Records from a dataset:
========================================

//! Error types for pool bootstrap.
//!
//! Every failure is returned immediately to the caller; this crate performs no
//! retries and never returns a partially-initialized pool.

use std::path::PathBuf;
use thiserror::Error;

/// Errors raised while building the TLS identity, the trust store, or the pool.
#[derive(Debug, Error)]
pub enum Error {
    /// A certificate, key, or CA bundle file could not be read.
    #[error("failed to read {}: {source}", .path.display())]
    Io {
        /// Path that could not be read
        path: PathBuf,
        /// Underlying I/O error
        source: std::io::Error,
    },

    /// Malformed PEM data (no PEM block, or a CA bundle with zero certificates).
    #[error("invalid PEM data: {0}")]
    Format(String),

    /// The private key could not be decrypted: wrong passphrase, a key file
    /// that is not actually encrypted, or an unsupported cipher.
    #[error("failed to decrypt private key: {0}")]
    Decrypt(String),

    /// The decrypted private key does not belong to the certificate, or either
    /// of them failed to parse.
    #[error("private key does not match certificate: {0}")]
    KeyMismatch(String),

    /// The platform trust store yielded no usable root certificates.
    #[error("trust store unavailable: {0}")]
    TrustStore(String),

    /// The rendered connection string could not be parsed.
    #[error("invalid connection configuration: {0}")]
    Config(String),

    /// Opening the pool failed: dial, TLS handshake, authentication, or the
    /// connect timeout elapsed.
    #[error("failed to open connection pool: {0}")]
    Connect(#[source] sqlx::Error),
}

/// Result type alias using [`Error`].
pub type Result<T> = std::result::Result<T, Error>;

impl Error {
    pub(crate) fn io(path: impl Into<PathBuf>, source: std::io::Error) -> Self {
        Self::Io {
            path: path.into(),
            source,
        }
    }
}
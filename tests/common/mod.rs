#![allow(dead_code, clippy::unwrap_used, clippy::expect_used, clippy::panic)]

use pgmtls::ConnectionSettings;
use pgmtls::tls::{PemCipher, encrypt_key_pem};
use std::{env, path::PathBuf};
use tempfile::TempDir;

/// Passphrase used for generated test keys
pub const PASSPHRASE: &[u8] = b"correct horse battery staple";

/// A generated client identity written to disk: certificate PEM plus the
/// matching private key encrypted with [`PASSPHRASE`].
pub struct TestIdentity {
    /// Owns the directory; dropping it removes the files
    pub dir: TempDir,
    pub cert_path: PathBuf,
    pub key_path: PathBuf,
    /// The plaintext PKCS#8 DER of the key, for round-trip assertions
    pub key_der: Vec<u8>,
}

/// Generate a self-signed identity for `hostname` and write it to a tempdir,
/// the key encrypted with the given cipher.
pub fn generate_identity(hostname: &str, cipher: PemCipher) -> TestIdentity {
    let key = rcgen::KeyPair::generate().unwrap();
    let cert = rcgen::CertificateParams::new(vec![hostname.to_string()])
        .unwrap()
        .self_signed(&key)
        .unwrap();
    let key_der = key.serialize_der();

    let dir = tempfile::tempdir().unwrap();
    let cert_path = dir.path().join("client.crt");
    let key_path = dir.path().join("client.key");

    std::fs::write(&cert_path, cert.pem()).unwrap();
    std::fs::write(
        &key_path,
        encrypt_key_pem("PRIVATE KEY", &key_der, PASSPHRASE, cipher).unwrap(),
    )
    .unwrap();

    TestIdentity {
        dir,
        cert_path,
        key_path,
        key_der,
    }
}

/// A freshly generated CA certificate PEM, unrelated to anything else.
pub fn unrelated_ca_pem() -> String {
    let key = rcgen::KeyPair::generate().unwrap();
    rcgen::CertificateParams::new(vec!["unrelated-ca".to_string()])
        .unwrap()
        .self_signed(&key)
        .unwrap()
        .pem()
}

/// Settings for the live TLS `PostgreSQL` used by the `#[ignore]`d tests.
///
/// Defaults match the fixture layout produced by `scripts/setup-tls-tests.sh`;
/// every field can be overridden through `PGMTLS_TEST_*` environment
/// variables.
pub fn live_settings() -> ConnectionSettings {
    let var = |name: &str, default: &str| env::var(name).unwrap_or_else(|_| default.to_string());

    ConnectionSettings {
        db_host: var("PGMTLS_TEST_DB_HOST", "localhost"),
        db_port: env::var("PGMTLS_TEST_DB_PORT")
            .ok()
            .and_then(|p| p.parse().ok())
            .unwrap_or(5432),
        db_name: var("PGMTLS_TEST_DB_NAME", "testdb"),
        db_user: var("PGMTLS_TEST_DB_USER", "postgres"),
        db_password: var("PGMTLS_TEST_DB_PASSWORD", "secret"),
        ssl_mode: "require".to_string(),
        ssl_cert_file: var("PGMTLS_TEST_CLIENT_CERT", ".certs/postgres/client.crt").into(),
        ssl_key_file: var("PGMTLS_TEST_CLIENT_KEY", ".certs/postgres/client.key").into(),
        ssl_key_passphrase: var("PGMTLS_TEST_KEY_PASSPHRASE", "secret"),
        ssl_ca_file: Some(var("PGMTLS_TEST_CA_CERT", ".certs/postgres/ca.crt").into()),
        ssl_hostname: None,
        max_conns: 10,
    }
}
use super::card::Card;
use super::hand::Hand;

/// HandIterator lazily visits every Hand of a fixed size,
/// drawn from the cards below some bound.
/// - the size is decided at construction
/// - the bound defaults to the full deck, see [`HandIterator::below`]
///
/// it holds a single u64 and steps to the next bit permutation
/// in increasing numeric order, so every subset is visited exactly once
/// and nothing is ever stored. it is Clone, so a fresh copy restarts
/// the sequence from wherever the copy was taken.
#[derive(Debug, Clone)]
pub struct HandIterator {
    size: usize,
    next: u64,
    bound: u32,
}

impl HandIterator {
    /// every Hand of `size` cards strictly below `card`
    pub fn below(size: usize, card: Card) -> Self {
        Self::new(size, u8::from(card) as u32)
    }

    /// total number of Hands this iterator visits from the start
    pub fn combinations(&self) -> usize {
        crate::choose(self.bound as usize, self.size)
    }

    fn new(size: usize, bound: u32) -> Self {
        assert!(bound as usize <= crate::N_CARDS);
        Self {
            size,
            next: (1u64 << size) - 1,
            bound,
        }
    }

    fn exhausted(&self) -> bool {
        self.next >> self.bound != 0
    }

    fn permute(&self) -> u64 {
        let  x = /* 000_100                       */ self.next;
        let  a = /* 000_111 <- 000_100 || 000_110 */ x | (x - 1);
        let  b = /* 001_000 <-                    */ a + 1;
        let  c = /* 111_000 <-                    */ !   a;
        let  d = /* 001_000 <- 111_000 && 001_000 */ c & b;
        let  e = /* 000_111 <-                    */ d - 1;
        let  f = /*         << xxx                */ 1 + x.trailing_zeros();
        let  g = /* 000_000 <-                    */ e >> f;
        let  h = /* 001_000 <- 001_000 || 000_000 */ b | g;
        h
    }

    fn advance(&mut self) {
        // the empty hand has no successor
        if self.next == 0 {
            self.next = 1 << self.bound;
        } else {
            self.next = self.permute();
        }
    }
}

impl Iterator for HandIterator {
    type Item = Hand;
    fn next(&mut self) -> Option<Self::Item> {
        if self.exhausted() {
            None
        } else {
            let hand = Hand::from(self.next);
            self.advance();
            Some(hand)
        }
    }
    fn size_hint(&self) -> (usize, Option<usize>) {
        (0, Some(self.combinations()))
    }
}

/// every Hand of n cards from the full deck
impl From<usize> for HandIterator {
    fn from(n: usize) -> Self {
        Self::new(n, crate::N_CARDS as u32)
    }
}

========================================

● WHAT THE TASK REQUIRES:
In the records above, the lines containing the string "copy" should be counted; give only the total.

● EXPECTED OUTPUT:
2